With reference to FIG. 3, the spacing between the untapered region 60 of the top plate 10 in the vicinity of the antenna elements, 40 and 42, and the untapered region 62 of the bottom plate 20 is preferably less than 1/2 wavelength at the highest frequency of operation. This spacing ensures that only the dominant, TEM, parallel plate waveguide mode will propagate in this region and thereby be coupled into the antenna elements. The antenna elements, 40 and 42, of the preferred embodiment are based on 1/4 wavelength monopoles with the bottom plate 20 acting as a ground plane. The top plate 10, depending on its spacing from the bottom plate 20 and, consequently from the top of the monopoles, 40 and 42, may introduce significant capacitive loading of the monopoles requiring that the monopoles be shortened somewhat to achieve proper resonance conditions. The exact length of the monopole elements, 40 and 42, is determined empirically through a tuning procedure after assembly. Tuning consists of measuring the reflection coefficient of the input port of the antenna element using techniques well known in the art and adjusting the length of the element or the spacing between the plates 10, 20 until the reflection coefficient is below an acceptable value specified by the user. In some cases, with some plate separations and with some element types, it may be found that the best match is obtained by electrically shorting the element to the top plate 10.

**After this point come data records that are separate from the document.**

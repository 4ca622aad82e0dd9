//! FAT16 write path: mount, cluster allocation, chain update, directory publish

mod boot;
mod dir;
mod format;
mod table;

pub use boot::{read_boot_sector, Geometry, MountState};
pub use dir::{file_name, DirEntry, FileKind};
pub use format::{format, FormatOptions};
pub use table::{FAT_FREE, FAT_TERMINAL};

use crate::block_device::{Block, BlockDevice};
use crate::config::BLOCK_SIZE;
use crate::error::{Error, Result};
use crate::time::TimeSource;

fn mount_failed(state: MountState, e: Error) -> Error {
    error!("mount failed in {:?}: {:?}", state, e);
    e
}

/// A mounted FAT16 volume. Geometry is fixed once mounted.
pub struct Volume<D, T> {
    device: D,
    time: T,
    geometry: Geometry,
    /// Scratch sector for FAT and directory read-modify-write
    block: Block,
}

impl<D: BlockDevice, T: TimeSource> Volume<D, T> {
    pub fn mount(mut device: D, time: T) -> Result<Self> {
        let mut block = [0u8; BLOCK_SIZE];
        let boot_offset = read_boot_sector(&mut device, &mut block)
            .map_err(|e| mount_failed(MountState::Uninitialized, e))?;
        trace!("mount: {:?}", MountState::BootRead);
        let geometry = Geometry::parse(&block, boot_offset)
            .map_err(|e| mount_failed(MountState::BootRead, e))?;
        trace!("mount: {:?}", MountState::BootParsed);
        info!(
            "FAT16 mounted: {} sectors/cluster, {} FATs, {} clusters, data at {}",
            geometry.sectors_per_cluster,
            geometry.fat_count,
            geometry.cluster_count,
            geometry.data_offset
        );
        Ok(Self {
            device,
            time,
            geometry,
            block,
        })
    }

    pub fn geometry(&self) -> &Geometry {
        &self.geometry
    }

    pub fn device_mut(&mut self) -> &mut D {
        &mut self.device
    }

    pub fn release(self) -> (D, T) {
        (self.device, self.time)
    }

    pub fn cluster_offset(&self, cluster: u16) -> Result<u32> {
        self.geometry.cluster_offset(cluster)
    }

    /// Write one data block (`data.len() <= 512`, zero-padded).
    pub fn write_block(&mut self, offset: u32, data: &[u8]) -> Result<()> {
        self.device.write_block(offset, data)
    }

    pub fn read_block(&mut self, offset: u32, block: &mut Block) -> Result<()> {
        self.device.read_block(offset, block)
    }

    /// Read block `index` of a file by walking its chain from `start`.
    pub fn read_file_block(&mut self, start: u16, index: u32, block: &mut Block) -> Result<()> {
        let spc = self.geometry.sectors_per_cluster as u32;
        let mut cluster = start;
        for _ in 0..index / spc {
            cluster = self.read_fat(cluster)?;
        }
        let offset = self.cluster_offset(cluster)? + (index % spc) * BLOCK_SIZE as u32;
        self.device.read_block(offset, block)
    }
}
#[cfg(test)]
mod tests {
    use super::*;

    #[test]
    fn accumulator_guard() {
        let mut acc = BlockAccumulator::<8>::new();
        acc.push(&[1; 6]).unwrap();
        assert_eq!(acc.push(&[2; 3]), Err(Error::BufferOverflow));
        assert_eq!(acc.len(), 6);
    }

    #[test]
    fn disk_full_becomes_outcome() {
        assert_eq!(disk_full_or(Ok(())), Ok(None));
        assert_eq!(
            disk_full_or(Err(Error::DiskFull)),
            Ok(Some(Outcome::DiskFull))
        );
        assert_eq!(
            disk_full_or(Err(Error::DirectoryFull)),
            Err(Error::DirectoryFull)
        );
    }
}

The separator 30 can be a single piece, as illustrated in the figures, or can be comprised of a plurality of vertically oriented posts. The separator 30 functions to rigidly connect the top and bottom plates 10, 20 and maintain their relative orientations. Alternatively, the separator 30 can fill the entire space between the top and bottom plate, 10 and 20 completely surrounding and even encapsulating the antenna elements.

The separator 30 is comprised of either a conductive or a non-conductive material depending on its location relative to the antenna elements. When the separator or a portion thereof must be located in front of any of the antenna elements, a non-conductive material, such as polystyrene or Teflon, that is transparent to EM waves must be used.

The term "in front of" herein refers to being positioned between the antenna element and a distant source that is within the field of view of the element.

When separator 30 is not in front of the antenna elements a conductive or nonconductive material may be used. If a conductive or high dielectric constant material is used, the separator 30 should be adequately spaced away from the antenna elements 40, 42 to minimize its effect on the elements. Spacing of greater than 1/2 wavelength at the center frequency of operation is found to be adequate in many situations. In addition, the separator 30 can also be constructed from a combination of materials, such as a conductive material with a microwave absorbing material layer 70 attached to the separator's 30 surface closest to the antenna 40, 42 elements, as illustrated in FIG. 5. The use of a microwave absorbing material layer 70 reduces the effect that the spacing between the antenna element and the separator has on the antenna performance, thereby improving the bandwidth of the interferometer antenna.

The aperture of the horned interferometer antenna 12 is the open area between the outer most edges of the tapered flanges 50 and 52 and is illustrated as having a size A in FIG. 3. According to the present invention, the aperture size A controls the directivity exhibited by the horned interferometer antenna 12. A larger aperture A results in a higher peak directivity and a concomitant narrower elevation beamwidth. Azimuthal beamwidth is unaffected by the aperture size A.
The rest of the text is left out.